On the other hand, we have trials that have looked at trying to improve on a standard of Velcade-based (bortezomib) treatments. We have had Kyprolis/dexamethasone versus bortezomib/dexamethasone. We’ve had Farydak (panobinostat) with Velcade and dexamethasone, compared with Velcade and dexamethasone. And more recently, in the ASCO meeting in June 2018, we’ve had a trial of bortezomib with pomalidomide (Pomalyst) and dexamethasone, compared with bortezomib and dexamethasone.

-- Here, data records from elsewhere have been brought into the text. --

#[cfg(test)]
mod tests {
    use super::*;

    fn number(data: &str) -> Number {
        let node = parse(format!("[{data}]").as_bytes()).unwrap();
        let Node::Array(array) = node else {
            panic!("expected array root");
        };
        array[0].cast_number().unwrap()
    }

    #[test]
    fn numbers_are_exact_triples() {
        assert_eq!(number("0.1"), Number::new(Sign::Plus, 1, 1));
        assert_eq!(number("-12.34"), Number::new(Sign::Minus, 1234, 2));
        assert_eq!(number("1.0"), Number::new(Sign::Plus, 10, 1));
        // Sixteen nines survive where f64 would round.
        assert_eq!(
            number("9999999999999999"),
            Number::new(Sign::Plus, 9_999_999_999_999_999, 0)
        );
    }

    #[test]
    fn exponents_shift_places() {
        assert_eq!(number("1.5e3"), Number::new(Sign::Plus, 1500, 0));
        assert_eq!(number("1.5e-3"), Number::new(Sign::Plus, 15, 4));
        assert_eq!(number("1.25e1"), Number::new(Sign::Plus, 125, 1));
        assert_eq!(number("2E+2"), Number::new(Sign::Plus, 200, 0));
        // Extreme negative exponents keep the exact triple; only an explicit
        // float conversion collapses them toward zero.
        let n = number("5e-4000000000");
        assert_eq!(n, Number::new(Sign::Plus, 5, 4_000_000_000));
        assert_eq!(n.as_f64(), 0.0);
    }

    #[test]
    fn zero_absorbs_any_exponent() {
        // Must return immediately even at the u32 exponent ceiling.
        assert_eq!(number("0e4294967295"), Number::new(Sign::Plus, 0, 0));
        assert_eq!(number("0.00e9"), Number::new(Sign::Plus, 0, 0));
        assert_eq!(number("-0e999"), Number::new(Sign::Minus, 0, 0));
    }

    #[test]
    fn huge_exponent_on_nonzero_units_overflows() {
        let err = parse(b"[5e4294967295]").unwrap_err();
        assert_eq!(err.kind, ParseErrorKind::NumberOverflow);
        assert_eq!(err.position, 1);
    }

    #[test]
    fn number_overflow_is_positioned() {
        let err = parse(b"[99999999999999999999999999]").unwrap_err();
        assert_eq!(err.kind, ParseErrorKind::NumberOverflow);
        assert_eq!(err.position, 1);
    }

    #[test]
    fn surrogate_pairs_combine() {
        let node = parse(r#"["😀"]"#.as_bytes()).unwrap();
        let Node::Array(array) = node else {
            panic!("expected array root");
        };
        assert_eq!(array[0].cast_string().unwrap(), "😀");
    }

    #[test]
    fn lone_surrogate_is_invalid_scalar() {
        let err = parse(br#"["\ud83d"]"#).unwrap_err();
        assert_eq!(err.kind, ParseErrorKind::InvalidScalar { unit: 0xd83d });
        assert_eq!(err.position, 2);

        let err = parse(br#"["\udc00x"]"#).unwrap_err();
        assert_eq!(err.kind, ParseErrorKind::InvalidScalar { unit: 0xdc00 });
    }

    #[test]
    fn unquoted_key_position() {
        let err = parse(br#"{"success":true,value:0.1}"#).unwrap_err();
        assert_eq!(err.kind, ParseErrorKind::Expected("'\"'"));
        assert_eq!(err.position, 16);
    }

    #[test]
    fn trailing_garbage_rejected() {
        let err = parse(b"[1] x").unwrap_err();
        assert_eq!(err.kind, ParseErrorKind::Trailing);
        assert_eq!(err.position, 4);
    }

    #[test]
    fn boundary_scanning_ranges_are_adjacent() {
        let data = br#"{"a":1}["b",2]"#;
        let mut parser = Parser::new(data);
        assert_eq!(parser.next_range().unwrap(), Some(0..7));
        assert_eq!(parser.next_range().unwrap(), Some(7..14));
        assert_eq!(parser.next_range().unwrap(), None);
    }

    #[test]
    fn boundary_scanning_garbage_remainder_is_error() {
        let mut parser = Parser::new(b"[1] nope");
        assert!(parser.next().unwrap().is_some());
        assert!(parser.next().is_err());
    }

    #[test]
    fn invalid_utf8_rejected_by_decode_and_range_scan() {
        let data = b"[\"\xffa\"]";
        let err = parse(data).unwrap_err();
        assert_eq!(err.kind, ParseErrorKind::InvalidUtf8);
        assert_eq!(err.position, 5);

        // Range scanning applies the same validation at the same position.
        let mut parser = Parser::new(data);
        let err = parser.next_range().unwrap_err();
        assert_eq!(err.kind, ParseErrorKind::InvalidUtf8);
        assert_eq!(err.position, 5);
    }

    #[test]
    fn control_byte_in_string_rejected() {
        let err = parse(b"[\"a\x01b\"]").unwrap_err();
        assert_eq!(err.kind, ParseErrorKind::Control);
    }

    #[test]
    fn no_trailing_commas() {
        assert!(parse(b"[1,]").is_err());
        assert!(parse(br#"{"a":1,}"#).is_err());
    }

    #[test]
    fn empty_containers() {
        assert_eq!(parse(b" [] ").unwrap(), Node::Array(Array::default()));
        assert_eq!(parse(b"{}").unwrap(), Node::Object(Object::default()));
    }
}
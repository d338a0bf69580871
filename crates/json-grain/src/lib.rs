//! Exact-decimal JSON for Rust.
//!
//! json-grain moves data between raw UTF-8 bytes and strongly typed values
//! around one shared model:
//!
//! - [`Node`]: the JSON value variant, with numbers held as exact decimal
//!   triples ([`Number`]) that never pass through binary floating point while
//!   parsing;
//! - [`parse`] / [`Parser`]: a recursive-descent parser with positioned,
//!   annotatable errors and a boundary-scanning mode for concatenated
//!   documents;
//! - [`decode`]: capability traits and combinators turning nodes into typed
//!   values, annotating every failure with the key/index path that produced
//!   it;
//! - [`encode`]: capability traits and scoped cursors serializing typed
//!   values straight into a byte buffer, with no intermediate tree.
//!
//! # Example
//!
//! ```
//! use json_grain::{parse, Number, Sign};
//!
//! let node = parse(br#"{"success":true,"value":0.1}"#)?;
//! let object = node.cast_object()?;
//! assert_eq!(object.get("success").unwrap().cast_bool()?, true);
//! assert_eq!(
//!     object.get("value").unwrap().cast_number()?,
//!     Number::new(Sign::Plus, 1, 1),
//! );
//! assert_eq!(node.to_string(), r#"{"success":true,"value":0.1}"#);
//! # Ok::<(), Box<dyn std::error::Error>>(())
//! ```

mod array;
mod node;
mod number;
mod object;

pub mod decode;
pub mod encode;
pub mod parse;

pub use array::{Array, Expectation, Shape};
pub use node::{Kind, Node};
pub use number::{Number, Sign};
pub use object::Object;

pub use decode::{
    decode, decode_object, decode_text, CodingKey, Decodable, DecodeError, FieldDecoder,
    ObjectDecodable, ObjectDecoder, OptionalDecoder, PathSegment, StringDecodable,
};
pub use encode::{
    array_with, encode, encode_object, encode_text, object_with, ArrayEncoder, Encodable,
    ObjectEncodable, ObjectEncoder, StringEncodable,
};
pub use parse::{parse, ParseError, ParseErrorKind, Parser};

We have a lot of different treatment options for patients these days. The way I approach it is that initially, I try to figure out if a patient has a biochemical progression or whether they have true symptomatic progression. For those who have a biochemical progression, I’m inclined to even go and get a PET scan to make sure there is no subclinical disease activity that is starting to emerge that hasn’t rendered the patient symptomatic yet but may do so in the near future. We also go ahead and repeat the bone marrow biopsy to look for both the degree of plasmacytosis and the chromosomal features. For those that are having an indolent disease progression, often we use elotuzumab with lenalidomide and dexamethasone when appropriate. I think that there is some controversy in the field whether elotuzumab would be active in patients who have already had prior lenalidomide, since most people in the United States have and are often on at time of progression as maintenance. But I think that for those who are biochemically progressing and have no other features, it is an appropriate choice of therapy to consider, and if it is not effective, then one can certainly easily move on to something else. For those that have more symptomatic progression, one has to look for alternatives. There, one has to look at, again, how symptomatic a patient is and what the pace of progression is. In an elderly patient like this, with a limited performance status, often these patients find it difficult to come to the doctor’s office to get therapies that are given intravenously or subcutaneously. Those patients want an all-oral option, and I think in this case it is absolutely appropriate to try a 3-drug regimen of ixazomib with lenalidomide and dexamethasone. This patient had only a finite period of lenalidomide. He’s been off lenalidomide for several months now. So, I think that this patient could very well respond and could have the convenience of an all-oral regimen.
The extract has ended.